The script provides:

Data shape and schema
Summary statistics for numeric columns
Value counts for categorical columns
Missing data analysis
Date ranges for temporal columns
Sample rows
Visualization recommendations

Option 2: Use Polars directly for custom exploration

import polars as pl

# Read data (format detected automatically)
df = pl.read_csv("data.csv")  # or read_excel, read_parquet, read_json

# Gather key information
schema = df.schema  # Column names and types
shape = (df.height, df.width)  # Rows, columns
stats = df.describe()  # Summary statistics
nulls = df.null_count()  # Missing values

Present findings in a structured summary:

Data shape (rows × columns)
Column types breakdown (numeric, categorical, temporal)
Key statistics for numeric columns
Unique values for categorical columns
Date ranges for temporal data
Notable patterns or data quality issues

For detailed Polars patterns, see references/polars-patterns.md.

Step 3: Understand User Interest

After sharing initial insights, explicitly ask what aspects interest the user:

"What aspects of this data would you like to explore?"
"Are you interested in trends over time, category breakdowns, or relationships between variables?"
"Which specific fields or patterns caught your attention?"

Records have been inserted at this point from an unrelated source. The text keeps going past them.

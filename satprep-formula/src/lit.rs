//! Literals and variables.
use std::{fmt, ops};

use thiserror::Error;

/// The backing type used to represent literals and variables.
pub type LitIdx = u32;

/// Error raised when decoding the integer 0 as a literal.
///
/// In the signed-integer literal convention the sign carries the polarity, so there is no value
/// that 0 could denote. Input containing it is malformed, which is distinct from input that is
/// merely unsatisfiable.
#[derive(Copy, Clone, Debug, PartialEq, Eq, Error)]
#[error("0 is not a valid literal")]
pub struct InvalidLiteral;

/// A boolean variable.
///
/// Variables are identified by a 0-based index. For input and output a 1-based numbering is used,
/// so that a negated variable can be written as a negative integer. This is the convention of the
/// DIMACS CNF format.
///
/// Creating a variable with an index larger than `Var::max_var().index()` is unsupported. This
/// might panic or be interpreted as a different variable.
#[derive(Copy, Clone, PartialEq, Eq, PartialOrd, Ord, Hash)]
#[repr(transparent)]
pub struct Var {
    index: LitIdx,
}

impl Var {
    /// Creates a variable from a 1-based number as used in the DIMACS CNF encoding.
    ///
    /// The parameter must be positive and may not represent a variable past `Var::max_var()`.
    #[inline]
    pub fn from_dimacs(number: isize) -> Var {
        debug_assert!(number > 0);
        Var::from_index((number - 1) as usize)
    }

    /// Creates a variable from a 0-based index.
    ///
    /// The index may not represent a variable past `Var::max_var()`.
    #[inline]
    pub fn from_index(index: usize) -> Var {
        debug_assert!(index <= Var::max_var().index());
        Var {
            index: index as LitIdx,
        }
    }

    /// The 1-based number representing this variable in the DIMACS CNF encoding.
    #[inline]
    pub fn to_dimacs(self) -> isize {
        (self.index + 1) as isize
    }

    /// The 0-based index representing this variable.
    #[inline]
    pub const fn index(self) -> usize {
        self.index as usize
    }

    /// The variable with the largest index that is supported.
    ///
    /// This is less than the backing integer type supports. This enables storing a variable index
    /// and additional bits (as in `Lit`) or sentinel values in a single word.
    pub const fn max_var() -> Var {
        // Allow for sign or tag bits
        Var {
            index: LitIdx::max_value() >> 4,
        }
    }

    /// Largest number of variables supported.
    ///
    /// This is exactly `Var::max_var().index() + 1`.
    pub const fn max_count() -> usize {
        Self::max_var().index() + 1
    }

    /// Creates a literal from this var and a `bool` that is `true` when the literal is positive.
    #[inline]
    pub fn lit(self, polarity: bool) -> Lit {
        Lit::from_var(self, polarity)
    }

    /// Creates a positive literal from this var.
    #[inline]
    pub fn positive(self) -> Lit {
        Lit::positive(self)
    }

    /// Creates a negative literal from this var.
    #[inline]
    pub fn negative(self) -> Lit {
        Lit::negative(self)
    }
}

/// Uses the 1-based DIMACS CNF encoding.
impl fmt::Debug for Var {
    fn fmt(&self, f: &mut fmt::Formatter) -> fmt::Result {
        write!(f, "{}", self.to_dimacs())
    }
}

/// Uses the 1-based DIMACS CNF encoding.
impl fmt::Display for Var {
    fn fmt(&self, f: &mut fmt::Formatter) -> fmt::Result {
        fmt::Debug::fmt(self, f)
    }
}

/// A boolean literal.
///
/// A literal is a variable or the negation of a variable.
///
/// Conceptually a literal is a `Var` paired with a `bool` telling whether it stands for the
/// variable (positive literal) or its negation (negative literal).
///
/// Internally a literal is represented as an integer that is two times the index of its variable
/// when it is positive or one more when it is negative. This integer is called the `code` of the
/// literal.
///
/// The restriction on the range of allowed indices for `Var` also applies to `Lit`.
#[derive(Copy, Clone, PartialEq, Eq, PartialOrd, Ord, Hash)]
#[repr(transparent)]
pub struct Lit {
    code: LitIdx,
}

impl Lit {
    /// Creates a literal from a `Var` and a `bool` that is `true` when the literal is positive.
    #[inline]
    pub fn from_var(var: Var, polarity: bool) -> Lit {
        Lit::from_litidx(var.index, polarity)
    }

    /// Create a positive literal from a `Var`.
    #[inline]
    pub fn positive(var: Var) -> Lit {
        Lit::from_var(var, true)
    }

    /// Create a negative literal from a `Var`.
    #[inline]
    pub fn negative(var: Var) -> Lit {
        Lit::from_var(var, false)
    }

    /// Create a literal from a variable index and a `bool` that is `true` when the literal is
    /// positive.
    #[inline]
    pub fn from_index(index: usize, polarity: bool) -> Lit {
        Lit::from_var(Var::from_index(index), polarity)
    }

    #[inline]
    fn from_litidx(index: LitIdx, polarity: bool) -> Lit {
        debug_assert!(index <= Var::max_var().index);
        Lit {
            code: (index << 1) | (!polarity as LitIdx),
        }
    }

    /// Creates a literal from a nonzero integer.
    ///
    /// The absolute value is used as 1-based variable number, the sign of the integer is used as
    /// polarity. The caller has to rule out 0, use [`try_from_dimacs`](Lit::try_from_dimacs) when
    /// the value comes from external input.
    #[inline]
    pub fn from_dimacs(number: isize) -> Lit {
        Lit::from_var(Var::from_dimacs(number.abs()), number > 0)
    }

    /// Decodes a literal from external signed-integer form, rejecting 0.
    #[inline]
    pub fn try_from_dimacs(number: isize) -> Result<Lit, InvalidLiteral> {
        if number == 0 {
            Err(InvalidLiteral)
        } else {
            Ok(Lit::from_dimacs(number))
        }
    }

    /// 1-based integer representation of the literal, opposite of `from_dimacs`.
    ///
    /// Used by diagnostics and the DIMACS writer, never by the normalization pipeline itself.
    #[inline]
    pub fn to_dimacs(self) -> isize {
        let mut number = self.var().to_dimacs();
        if self.is_negative() {
            number = -number
        }
        number
    }

    /// 0-based index of the literal's _variable_.
    #[inline]
    pub fn index(self) -> usize {
        (self.code >> 1) as usize
    }

    /// The literal's variable.
    #[inline]
    pub fn var(self) -> Var {
        Var {
            index: self.code >> 1,
        }
    }

    /// Whether the literal is negative, i.e. a negated variable.
    #[inline]
    pub fn is_negative(self) -> bool {
        (self.code & 1) != 0
    }

    /// Whether the literal is positive, i.e. a non-negated variable.
    #[inline]
    pub fn is_positive(self) -> bool {
        !self.is_negative()
    }

    /// Two times the variable's index for positive literals and one more for negative literals.
    ///
    /// This is also the internal encoding.
    #[inline]
    pub fn code(self) -> usize {
        self.code as usize
    }
}

impl ops::Not for Lit {
    type Output = Lit;

    #[inline]
    fn not(self) -> Lit {
        Lit {
            code: self.code ^ 1,
        }
    }
}

impl ops::BitXor<bool> for Lit {
    type Output = Lit;

    #[inline]
    fn bitxor(self, rhs: bool) -> Lit {
        Lit {
            code: self.code ^ (rhs as LitIdx),
        }
    }
}

impl From<Var> for Lit {
    #[inline]
    fn from(var: Var) -> Lit {
        Lit::positive(var)
    }
}

/// Uses the 1-based DIMACS CNF encoding.
impl fmt::Debug for Lit {
    fn fmt(&self, f: &mut fmt::Formatter) -> fmt::Result {
        write!(f, "{}", self.to_dimacs())
    }
}

/// Uses the 1-based DIMACS CNF encoding.
impl fmt::Display for Lit {
    fn fmt(&self, f: &mut fmt::Formatter) -> fmt::Result {
        fmt::Debug::fmt(self, f)
    }
}

#[cfg(any(test, feature = "proptest-strategies"))]
#[doc(hidden)]
pub mod strategy {
    use super::*;
    use proptest::{prelude::*, *};

    pub fn var(index: impl Strategy<Value = usize>) -> impl Strategy<Value = Var> {
        index.prop_map(Var::from_index)
    }

    pub fn lit(index: impl Strategy<Value = usize>) -> impl Strategy<Value = Lit> {
        (var(index), bool::ANY).prop_map(|(var, polarity)| var.lit(polarity))
    }
}

#[cfg(test)]
mod tests {
    use super::*;

    use proptest::prelude::*;

    #[test]
    fn decode_rejects_zero() {
        assert_eq!(Lit::try_from_dimacs(0), Err(InvalidLiteral));
    }

    proptest! {
        #[test]
        fn roundtrip_dimacs(number in prop_oneof![-10000..=-1isize, 1..=10000isize]) {
            let lit = Lit::try_from_dimacs(number).unwrap();
            prop_assert_eq!(lit.to_dimacs(), number);
            prop_assert_eq!(lit.index(), number.unsigned_abs() - 1);
            prop_assert_eq!(lit.is_positive(), number > 0);
            prop_assert_eq!(Lit::from_dimacs(lit.to_dimacs()), lit);
        }

        #[test]
        fn negation(number in prop_oneof![-10000..=-1isize, 1..=10000isize]) {
            let lit = Lit::from_dimacs(number);
            prop_assert_eq!(!lit, Lit::from_dimacs(-number));
            prop_assert_eq!(!!lit, lit);
            prop_assert_eq!(lit ^ true, !lit);
            prop_assert_eq!(lit ^ false, lit);
        }
    }
}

Listen for specific interests like:

Time-based trends
Category comparisons
Distribution analysis
Correlation between variables
Metric vs metric comparisons
Top/bottom performers
Anomaly detection

Step 4: Propose Visualizations

Based on data characteristics and user interests, propose 3-5 specific charts with rationale:

Example proposal format:

Based on your data analysis, I propose these visualizations:

1. **[Metric] by [Category] (Bar Chart)** - Compare values across different groups
2. **[Metric] Over Time (Line Chart)** - Show trends and patterns
3. **[Category] Distribution (Pie Chart)** - Visualize proportions of the whole
4. **[Value] Distribution (Histogram)** - Understand the spread of values
5. **[Variable A] vs [Variable B] (Scatter)** - Explore relationships

Would you like me to create these visualizations?

Adapt to data type:

Sales data: "Revenue by Region", "Monthly Sales Trend", "Product Mix"
Web analytics: "Traffic by Source", "Daily Visitors", "Bounce Rate Distribution"
Scientific data: "Measurements by Condition", "Temperature Over Time", "Correlation Matrix"
Financial data: "Spending by Category", "Transaction Trend", "Amount Distribution"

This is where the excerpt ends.